James River Squadron


The James River Squadron was one of the eight major forces that the Confederate States Navy created to defend its rivers and waterways during the American Civil War (1861–1865). At its apogee, the squadron consisted of three steam-powered ironclad warships—including the CSS Virginia, which famously dueled the Union’s ironclad USS Monitor at the Battle of Hampton Roads (1862)—and more than a half-dozen small gunboats, converted civilian vessels, and torpedo boats. As was true with the Confederacy’s other naval forces, the James River Squadron saw little action and was destroyed by its own men as a result of the defeat of Confederate land forces.


Confederate States Navy Buttons

It is not clear when the James River Squadron was formally established, but it was created out of the Virginia State Navy that the Commonwealth bequeathed to the Confederacy in June 1861. That force initially consisted of a converted tugboat, Teaser, and two passenger vessels seized in Virginia waters and converted into warships: the ten-gun flagship Patrick Henry (formerly Yorktown) and Jamestown. In addition, two small converted gunboats, Raleigh and Beaufort (the latter of which was renamed Roanoke), joined the squadron from North Carolina early in 1862. In the meantime, at the suggestion of Matthew Fontaine Maury, a Virginia-born naval commander who helped to develop torpedoes, the Confederate Congress appropriated $2 million for a large fleet of small gunboats. Two of them, Hampton and Nansemond, were completed and joined the squadron.

The squadron’s first commander was Captain French Forrest, who also commanded the Norfolk Navy Yard for the Virginia State Navy and the Confederate Navy. He commanded the squadron again from 1863 until 1864. Six other officers also took turns at command during the war: Captain (later Admiral) Franklin Buchanan, Captain Josiah Tattnall, Captain Sidney Smith Lee, Captain Samuel Barron, Captain John K. Mitchell, and Admiral Raphael Semmes. Like Forrest, they were senior officers who had long pre-war service in the U.S. Navy.
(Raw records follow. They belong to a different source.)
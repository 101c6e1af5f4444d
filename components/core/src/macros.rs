// Copyright (c) 2017 Chef Software Inc. and/or applicable contributors
//
// Licensed under the Apache License, Version 2.0 (the "License");
// you may not use this file except in compliance with the License.
// You may obtain a copy of the License at
//
//     http://www.apache.org/licenses/LICENSE-2.0
//
// Unless required by applicable law or agreed to in writing, software
// distributed under the License is distributed on an "AS IS" BASIS,
// WITHOUT WARRANTIES OR CONDITIONS OF ANY KIND, either express or implied.
// See the License for the specific language governing permissions and
// limitations under the License.

//! Operator-facing output macros. These are a separate stream from
//! the `log` crate's `debug!`/`warn!`/`error!` diagnostic output:
//! `outputln!`/`output_format!` are what an operator tailing stdout
//! sees, prefixed by the calling module's `LOGKEY` and, for per-child
//! output, a short id preamble.

/// Render a single line of operator-facing output. Every call site
/// that does not supply its own preamble uses the enclosing module's
/// `static LOGKEY: &'static str`.
#[macro_export]
macro_rules! output_format {
    (preamble $preamble:expr, logkey $logkey:expr, $($arg:tt)*) => {{
        let line = format!($($arg)*);
        println!("{} ({}): {}", $preamble, $logkey, line);
    }};
    (preamble $preamble:expr, $($arg:tt)*) => {{
        output_format!(preamble $preamble, logkey LOGKEY, $($arg)*)
    }};
    (logkey $logkey:expr, $($arg:tt)*) => {{
        output_format!(preamble "", logkey $logkey, $($arg)*)
    }};
}

#[macro_export]
macro_rules! outputln {
    ($($arg:tt)*) => {{
        output_format!(preamble "", logkey LOGKEY, $($arg)*)
    }};
}

/// Colorize a line the way a supervised child's stderr pipe is
/// rendered, so an operator tailing combined output can tell stdout
/// and stderr apart at a glance.
pub fn colorize_stderr(line: &str) -> String {
    ::ansi_term::Colour::Red.paint(line).to_string()
}
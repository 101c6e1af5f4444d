// Copyright (c) 2017 Chef Software Inc. and/or applicable contributors
//
// Licensed under the Apache License, Version 2.0 (the "License");
// you may not use this file except in compliance with the License.
// You may obtain a copy of the License at
//
//     http://www.apache.org/licenses/LICENSE-2.0
//
// Unless required by applicable law or agreed to in writing, software
// distributed under the License is distributed on an "AS IS" BASIS,
// WITHOUT WARRANTIES OR CONDITIONS OF ANY KIND, either express or implied.
// See the License for the specific language governing permissions and
// limitations under the License.

use std::error;
use std::fmt;
use std::io;

use ts_core;

pub type Result<T> = ::std::result::Result<T, Error>;

#[derive(Debug)]
pub enum Error {
    Core(ts_core::Error),
    Protocol(ts_ctl_protocol::Error),
    Io(io::Error),
    /// A mandatory configuration value was missing or malformed badly
    /// enough that the manager cannot continue; per §7 this is
    /// surfaced to the Watchdog as "unrecoverable."
    FatalConfig(String),
}

impl fmt::Display for Error {
    fn fmt(&self, f: &mut fmt::Formatter) -> fmt::Result {
        match *self {
            Error::Core(ref e) => write!(f, "{}", e),
            Error::Protocol(ref e) => write!(f, "{}", e),
            Error::Io(ref e) => write!(f, "{}", e),
            Error::FatalConfig(ref msg) => write!(f, "fatal configuration error: {}", msg),
        }
    }
}

impl error::Error for Error {
    fn description(&self) -> &str {
        "manager error"
    }
}

impl From<ts_core::Error> for Error {
    fn from(err: ts_core::Error) -> Error {
        Error::Core(err)
    }
}

impl From<ts_ctl_protocol::Error> for Error {
    fn from(err: ts_ctl_protocol::Error) -> Error {
        Error::Protocol(err)
    }
}

impl From<io::Error> for Error {
    fn from(err: io::Error) -> Error {
        Error::Io(err)
    }
}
Hampton Roads and Its Aftermath

Drewry's Bluff

The squadron won naval immortality during the Battle of Hampton Roads. The formidable ironclad ram CSS Virginia, built on the hull of the steam frigate USS Merrimack, was commissioned on February 24, 1862. Its commander, the squadron’s new flag officer, Captain Franklin Buchanan, determined to take the experimental ship into action as soon as possible and, on March 8, 1862, engaged the U.S. blockading squadron at Newport News. Although the Virginia dominated the battle, the other ships in the James River Squadron, particularly the Patrick Henry, Jamestown, Teaser, and Beaufort, also participated in the destruction of the U.S. wooden warships.

During the fight, Buchanan was wounded in the leg, and command of the James River Squadron transferred to Lieutenant Catesby ap Roger Jones, a Virginian who had served on the Merrimack before the war. (The “ap” in Jones’s name is Welsh and means “son of.”) When he resumed the fight on March 9, he discovered that the Union now had its own ironclad ship, the USS Monitor. The two ironclads dueled for four hours, with neither ship gaining an advantage, but with the Virginia ultimately unable to dislodge the Monitor and finish off the Federal fleet. The Virginia steamed into Hampton Roads again on April 11 and May 8, but the Monitor declined battle. The Confederate army’s abandonment of Norfolk on May 10, 1862, compelled the navy to destroy the Virginia, which drew too much water to navigate up the James. The officers, men, and Confederate Marines assigned to the squadron helped man the guns that turned back the Union fleet at Drewry’s Bluff on May 15.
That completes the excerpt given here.